## Problem to solve
Which of the lines below include the word "OpenRouter"? Pull each one out.

── Provided information ──

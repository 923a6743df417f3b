//! Provider identity and catalogue clients.
//!
//! [`ProviderKey`] is the closed set of supported LLM vendors. The `client`
//! module builds one catalogue client per configured provider; `types` holds
//! the normalized model projection and the wire shapes shared with the chat
//! orchestrator.

pub mod client;
pub mod types;

use std::fmt;
use std::str::FromStr;

use serde::{Deserialize, Serialize};

use crate::error::CoreError;

/// The supported third-party LLM vendors. Adding a provider means adding a
/// variant here plus its parse arm in [`client`] — nothing is duck-typed.
#[derive(Debug, Clone, Copy, PartialEq, Eq, Hash, Serialize, Deserialize)]
#[serde(rename_all = "lowercase")]
pub enum ProviderKey {
    OpenAi,
    Groq,
    OpenRouter,
    Anthropic,
    DeepSeek,
    Mistral,
    ImageRouter,
}

impl ProviderKey {
    /// Every provider the service knows out of the box, in display order.
    pub fn well_known() -> [ProviderKey; 7] {
        [
            Self::OpenAi,
            Self::Groq,
            Self::OpenRouter,
            Self::Anthropic,
            Self::DeepSeek,
            Self::Mistral,
            Self::ImageRouter,
        ]
    }

    pub fn as_str(&self) -> &'static str {
        match self {
            Self::OpenAi => "openai",
            Self::Groq => "groq",
            Self::OpenRouter => "openrouter",
            Self::Anthropic => "anthropic",
            Self::DeepSeek => "deepseek",
            Self::Mistral => "mistral",
            Self::ImageRouter => "imagerouter",
        }
    }

    /// Hard-coded default API endpoint, overridable by settings or by a
    /// user's stored base-url.
    pub fn default_base_url(&self) -> &'static str {
        match self {
            Self::OpenAi => "https://api.openai.com/v1",
            Self::Groq => "https://api.groq.com/openai/v1",
            Self::OpenRouter => "https://openrouter.ai/api/v1",
            Self::Anthropic => "https://api.anthropic.com/v1",
            Self::DeepSeek => "https://api.deepseek.com/v1",
            Self::Mistral => "https://api.mistral.ai/v1",
            Self::ImageRouter => "https://api.imagerouter.io/v1",
        }
    }
}

impl fmt::Display for ProviderKey {
    fn fmt(&self, f: &mut fmt::Formatter<'_>) -> fmt::Result {
        f.write_str(self.as_str())
    }
}

impl FromStr for ProviderKey {
    type Err = CoreError;

    fn from_str(s: &str) -> Result<Self, Self::Err> {
        match s.to_ascii_lowercase().as_str() {
            "openai" => Ok(Self::OpenAi),
            "groq" => Ok(Self::Groq),
            "openrouter" => Ok(Self::OpenRouter),
            "anthropic" => Ok(Self::Anthropic),
            "deepseek" => Ok(Self::DeepSeek),
            "mistral" => Ok(Self::Mistral),
            "imagerouter" => Ok(Self::ImageRouter),
            other => Err(CoreError::Validation(format!("unknown provider: {other}"))),
        }
    }
}
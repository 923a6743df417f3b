//! Wire types shared by the catalogue clients and the chat orchestrator.
//!
//! `ProviderModel` is the normalized, transient projection of one raw
//! catalogue entry; fields a provider's schema does not carry stay `None`
//! rather than being guessed. The completion response shapes tolerate the
//! content variants seen in the wild (plain string or list of fragments).

use serde::{Deserialize, Serialize};
use serde_json::Value;

use super::ProviderKey;

/// One model from a provider's live catalogue. Never persisted.
#[derive(Debug, Clone, Serialize, Deserialize)]
pub struct ProviderModel {
    pub provider: ProviderKey,
    pub id: String,
    pub name: String,
    #[serde(skip_serializing_if = "Option::is_none")]
    pub description: Option<String>,
    #[serde(skip_serializing_if = "Option::is_none")]
    pub context_window: Option<u64>,
    #[serde(skip_serializing_if = "Option::is_none")]
    pub max_output_tokens: Option<u64>,
    #[serde(skip_serializing_if = "Option::is_none")]
    pub pricing: Option<Value>,
    #[serde(skip_serializing_if = "Option::is_none")]
    pub is_active: Option<bool>,
    #[serde(skip_serializing_if = "Option::is_none")]
    pub metadata: Option<Value>,
}

impl ProviderModel {
    /// Minimal entry: id doubles as the display name.
    pub fn bare(provider: ProviderKey, id: impl Into<String>) -> Self {
        let id = id.into();
        Self {
            provider,
            name: id.clone(),
            id,
            description: None,
            context_window: None,
            max_output_tokens: None,
            pricing: None,
            is_active: None,
            metadata: None,
        }
    }
}

/// A single prompt message sent to a provider.
#[derive(Debug, Clone, Serialize, Deserialize)]
pub struct ChatMessage {
    pub role: String,
    pub content: String,
}

impl ChatMessage {
    pub fn system(content: impl Into<String>) -> Self {
        Self {
            role: "system".into(),
            content: content.into(),
        }
    }

    pub fn user(content: impl Into<String>) -> Self {
        Self {
            role: "user".into(),
            content: content.into(),
        }
    }

    pub fn assistant(content: impl Into<String>) -> Self {
        Self {
            role: "assistant".into(),
            content: content.into(),
        }
    }
}

// ── Completion response wire shapes ─────────────────────────────────

#[derive(Debug, Clone, Deserialize)]
pub struct CompletionResponse {
    pub choices: Vec<Choice>,
    #[serde(default)]
    pub usage: Option<Value>,
}

#[derive(Debug, Clone, Deserialize)]
pub struct Choice {
    pub message: ChoiceMessage,
    #[serde(default)]
    pub finish_reason: Option<String>,
}

#[derive(Debug, Clone, Deserialize)]
pub struct ChoiceMessage {
    #[serde(default)]
    pub content: Option<Value>,
}

impl ChoiceMessage {
    /// Flatten the content into one string. Providers return either a plain
    /// string or a list of `{"type": "text", "text": ...}` fragments; the
    /// fragments are joined in order.
    pub fn text(&self) -> String {
        match &self.content {
            Some(Value::String(s)) => s.clone(),
            Some(Value::Array(parts)) => parts
                .iter()
                .filter_map(|p| {
                    p.get("text")
                        .and_then(|t| t.as_str())
                        .or_else(|| p.as_str())
                })
                .collect::<Vec<_>>()
                .join(""),
            _ => String::new(),
        }
    }
}
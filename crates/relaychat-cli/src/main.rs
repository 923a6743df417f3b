//! relaychat CLI — operator commands for the chat backend core.
//!
//! Usage:
//!   relaychat models                — List models across configured providers
//!   relaychat probe <provider>      — Validate an API key against a provider
//!   relaychat vault gen             — Generate a new vault key
//!   relaychat vault encrypt         — Encrypt a credential with the vault key

use std::io::{self, BufRead};

use anyhow::Result;
use clap::{Parser, Subcommand};

use relaychat_core::catalog::ModelFilter;
use relaychat_core::config::ServiceConfig;
use relaychat_core::credentials::{HttpKeyProbe, KeyProbe};
use relaychat_core::provider::client::ProviderClient;
use relaychat_core::provider::ProviderKey;
use relaychat_core::vault::{self, Vault};

#[derive(Parser)]
#[command(
    name = "relaychat",
    version,
    about = "Multi-provider chat completion backend — operator tools"
)]
struct Cli {
    /// Path to the service config file
    #[arg(short, long, default_value = "relaychat.json")]
    config: String,

    #[command(subcommand)]
    command: Commands,
}

#[derive(Subcommand)]
enum Commands {
    /// List available models across every provider configured in the file
    Models {
        /// Restrict to one provider
        #[arg(short, long)]
        provider: Option<ProviderKey>,

        /// Free-text filter over name, id, description, and metadata
        #[arg(short, long)]
        query: Option<String>,
    },

    /// Validate an API key against a provider (key read from stdin)
    Probe {
        provider: ProviderKey,

        /// Override the provider's base URL
        #[arg(short, long)]
        base_url: Option<String>,
    },

    /// Vault key management
    Vault {
        #[command(subcommand)]
        action: VaultCommands,
    },
}

#[derive(Subcommand)]
enum VaultCommands {
    /// Generate a fresh vault key and print it base64-encoded
    Gen,
    /// Encrypt a credential read from stdin with the configured vault key
    Encrypt,
}

#[tokio::main]
async fn main() -> Result<()> {
    // Initialize tracing
    tracing_subscriber::fmt()
        .with_env_filter(
            tracing_subscriber::EnvFilter::try_from_default_env()
                .unwrap_or_else(|_| tracing_subscriber::EnvFilter::new("info")),
        )
        .with_target(false)
        .compact()
        .init();

    let cli = Cli::parse();
    let config = ServiceConfig::load(&cli.config)?;

    match cli.command {
        Commands::Models { provider, query } => cmd_models(&config, provider, query).await?,
        Commands::Probe { provider, base_url } => {
            cmd_probe(&config, provider, base_url.as_deref()).await?
        }
        Commands::Vault { action } => cmd_vault(&config, action)?,
    }

    Ok(())
}

// ── Commands ────────────────────────────────────────────────────────

async fn cmd_models(
    config: &ServiceConfig,
    only: Option<ProviderKey>,
    query: Option<String>,
) -> Result<()> {
    let providers: Vec<ProviderKey> = match only {
        Some(p) => vec![p],
        None => ProviderKey::well_known()
            .into_iter()
            .filter(|p| config.provider_settings(*p).is_some())
            .collect(),
    };
    if providers.is_empty() {
        anyhow::bail!(
            "no providers configured — add entries under \"providers\" in the config file \
             or pass --provider"
        );
    }

    let filter = ModelFilter {
        query,
        ..Default::default()
    };

    for provider in providers {
        let client = ProviderClient::new(
            provider,
            None,
            None,
            None,
            config.provider_settings(provider),
        );
        let models = client.list_models().await;
        let matched: Vec<_> = models.iter().filter(|m| filter.matches(m)).collect();

        println!("{provider} ({} models)", matched.len());
        for model in matched {
            match model.context_window {
                Some(window) => println!("  {}  [{window} ctx]", model.id),
                None => println!("  {}", model.id),
            }
        }
    }
    Ok(())
}

async fn cmd_probe(
    config: &ServiceConfig,
    provider: ProviderKey,
    base_url: Option<&str>,
) -> Result<()> {
    let api_key = read_secret("API key")?;
    let base = base_url
        .or_else(|| {
            config
                .provider_settings(provider)
                .and_then(|s| s.base_url.as_deref())
        })
        .unwrap_or_else(|| provider.default_base_url());

    let probe = HttpKeyProbe::new(config.request_timeout());
    match probe.probe(provider, base, &api_key).await {
        Ok(()) => {
            println!("✅ {provider}: key accepted ({base})");
            Ok(())
        }
        Err(e) => anyhow::bail!("{provider}: {e}"),
    }
}

fn cmd_vault(config: &ServiceConfig, action: VaultCommands) -> Result<()> {
    match action {
        VaultCommands::Gen => {
            let (_, encoded) = Vault::generate();
            println!("{encoded}");
            eprintln!("Export it as RELAYCHAT_VAULT_KEY or set vaultKey in the config file.");
        }
        VaultCommands::Encrypt => {
            let vault = config.vault()?;
            let plaintext = read_secret("credential")?;
            let ciphertext = vault.encrypt(&plaintext)?;
            println!("{ciphertext}");
            eprintln!("preview: {}", vault::mask(&plaintext));
        }
    }
    Ok(())
}

/// Read one secret line from stdin so it never lands in shell history.
fn read_secret(what: &str) -> Result<String> {
    eprintln!("Paste the {what} and press Enter:");
    let mut line = String::new();
    io::stdin().lock().read_line(&mut line)?;
    let secret = line.trim().to_string();
    if secret.is_empty() {
        anyhow::bail!("no {what} provided");
    }
    Ok(secret)
}
//! Error taxonomy shared by every relaychat component.
//!
//! Variants map one-to-one onto the HTTP-equivalent statuses the outer
//! transport layer returns. Missing rows and rows owned by another user both
//! surface as [`CoreError::NotFound`] so callers cannot distinguish
//! "does not exist" from "not yours".

use thiserror::Error;

/// Convenience alias used across the crate.
pub type CoreResult<T> = std::result::Result<T, CoreError>;

#[derive(Debug, Error)]
pub enum CoreError {
    /// Entity missing or not owned by the caller.
    #[error("{what} not found")]
    NotFound { what: &'static str },

    /// Request payload rejected before any work happened.
    #[error("{0}")]
    Validation(String),

    /// Feature explicitly not supported (e.g. streaming completions).
    #[error("{0}")]
    NotImplemented(String),

    /// The caller has not set up what the operation needs.
    #[error("{0}")]
    ConfigurationMissing(String),

    /// Provider transport failure, non-2xx status, or malformed response.
    #[error("upstream error from {provider}: {detail}")]
    Upstream {
        provider: String,
        status: Option<u16>,
        detail: String,
    },

    /// Encryption or decryption failed. Callers holding a row whose secret
    /// fails to decrypt treat this as "key unusable", not a crash.
    #[error("crypto failure: {0}")]
    Crypto(String),

    /// Record store failure.
    #[error("store failure: {0}")]
    Store(String),
}

impl CoreError {
    pub fn not_found(what: &'static str) -> Self {
        Self::NotFound { what }
    }

    /// HTTP-equivalent status code for this error.
    pub fn status_code(&self) -> u16 {
        match self {
            Self::NotFound { .. } => 404,
            Self::Validation(_) => 400,
            Self::NotImplemented(_) => 501,
            Self::ConfigurationMissing(_) => 400,
            Self::Upstream { .. } => 502,
            Self::Crypto(_) => 500,
            Self::Store(_) => 500,
        }
    }
}

#[cfg(test)]
mod tests {
    use super::*;

    #[test]
    fn test_status_codes() {
        assert_eq!(CoreError::not_found("chat").status_code(), 404);
        assert_eq!(CoreError::Validation("bad".into()).status_code(), 400);
        assert_eq!(
            CoreError::NotImplemented("streaming".into()).status_code(),
            501
        );
        assert_eq!(
            CoreError::Upstream {
                provider: "openai".into(),
                status: Some(500),
                detail: "boom".into(),
            }
            .status_code(),
            502
        );
    }

    #[test]
    fn test_not_found_message_hides_ownership() {
        let err = CoreError::not_found("chat");
        assert_eq!(err.to_string(), "chat not found");
    }
}
impl ProviderClient {
    /// Build a client.
    ///
    /// Resolution order for the endpoint: explicit `base_url` override, then
    /// the provider's entry in service settings, then the hard-coded default.
    /// Same order for the API key (override, then settings). `metadata` may
    /// carry `timeout_secs`, a `headers` map, and `referer`/`app_name`
    /// attribution fields.
    pub fn new(
        provider: ProviderKey,
        base_url: Option<String>,
        api_key: Option<String>,
        metadata: Option<&Value>,
        settings: Option<&ProviderSettings>,
    ) -> Self {
        let base_url = base_url
            .or_else(|| settings.and_then(|s| s.base_url.clone()))
            .unwrap_or_else(|| provider.default_base_url().to_string())
            .trim_end_matches('/')
            .to_string();

        let api_key = api_key.or_else(|| settings.and_then(|s| s.api_key.clone()));

        let timeout = metadata
            .and_then(|m| m.get("timeout_secs"))
            .and_then(|v| v.as_u64())
            .map(Duration::from_secs)
            .unwrap_or(DEFAULT_TIMEOUT);

        let extra_headers = metadata
            .and_then(|m| m.get("headers"))
            .and_then(|h| h.as_object())
            .map(|h| {
                h.iter()
                    .filter_map(|(k, v)| v.as_str().map(|v| (k.clone(), v.to_string())))
                    .collect()
            })
            .unwrap_or_default();

        let meta_str = |field: &str| {
            metadata
                .and_then(|m| m.get(field))
                .and_then(|v| v.as_str())
                .map(|s| s.to_string())
        };

        debug!(provider = %provider, base_url = %base_url, "Initialized provider client");

        let transport = match provider {
            ProviderKey::Anthropic => Transport::Sdk(Arc::new(AnthropicCatalog {
                base_url: base_url.clone(),
                api_key: api_key.clone(),
                timeout,
            })),
            ProviderKey::Mistral => Transport::Sdk(Arc::new(MistralCatalog {
                base_url: base_url.clone(),
                api_key: api_key.clone(),
                timeout,
            })),
            _ => Transport::Http(reqwest::Client::new()),
        };

        Self {
            provider,
            base_url,
            api_key,
            referer: meta_str("referer"),
            app_name: meta_str("app_name"),
            extra_headers,
            timeout,
            transport,
        }
    }

    /// Replace the transport with an injected catalogue (tests, real SDKs).
    pub fn with_catalog(mut self, catalog: Arc<dyn ModelCatalog>) -> Self {
        self.transport = Transport::Sdk(catalog);
        self
    }

    pub fn provider(&self) -> ProviderKey {
        self.provider
    }

    pub fn base_url(&self) -> &str {
        &self.base_url
    }

    /// Fetch this provider's model catalogue. Never fails; all failure modes
    /// degrade to an empty list.
    pub async fn list_models(&self) -> Vec<ProviderModel> {
        if self.api_key.is_none() {
            warn!(provider = %self.provider, "Provider not configured (no API key), skipping catalogue");
            return Vec::new();
        }

        let result = match &self.transport {
            Transport::Sdk(catalog) => catalog.list_models().await,
            Transport::Http(client) => self.fetch_http(client).await,
        };

        match result {
            Ok(models) => {
                debug!(provider = %self.provider, count = models.len(), "Fetched model catalogue");
                models
            }
            Err(e) => {
                error!(provider = %self.provider, error = %e, "Model catalogue fetch failed");
                Vec::new()
            }
        }
    }

    async fn fetch_http(&self, client: &reqwest::Client) -> anyhow::Result<Vec<ProviderModel>> {
        let url = format!("{}/models", self.base_url);

        let mut request = client
            .get(&url)
            .timeout(self.timeout)
            .header("Accept", "application/json");
        if let Some(key) = &self.api_key {
            request = request.header("Authorization", format!("Bearer {key}"));
        }
        if let Some(referer) = &self.referer {
            request = request.header("HTTP-Referer", referer);
        }
        if let Some(app_name) = &self.app_name {
            request = request.header("X-Title", app_name);
        }
        for (k, v) in &self.extra_headers {
            request = request.header(k, v);
        }

        let response = request
            .send()
            .await
            .context("failed to reach provider catalogue")?;

        let status = response.status();
        let body = response
            .text()
            .await
            .context("failed to read catalogue response body")?;
        if !status.is_success() {
            anyhow::bail!("catalogue request failed ({status}): {body}");
        }

        let body: Value =
            serde_json::from_str(&body).context("failed to parse catalogue response")?;
        parse_models(self.provider, &body)
    }
}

───

## Result for this task
    OpenRouter,
            Self::OpenRouter,
            Self::OpenRouter => "openrouter",
            Self::OpenRouter => "https://openrouter.ai/api/v1",
            "openrouter" => Ok(Self::OpenRouter),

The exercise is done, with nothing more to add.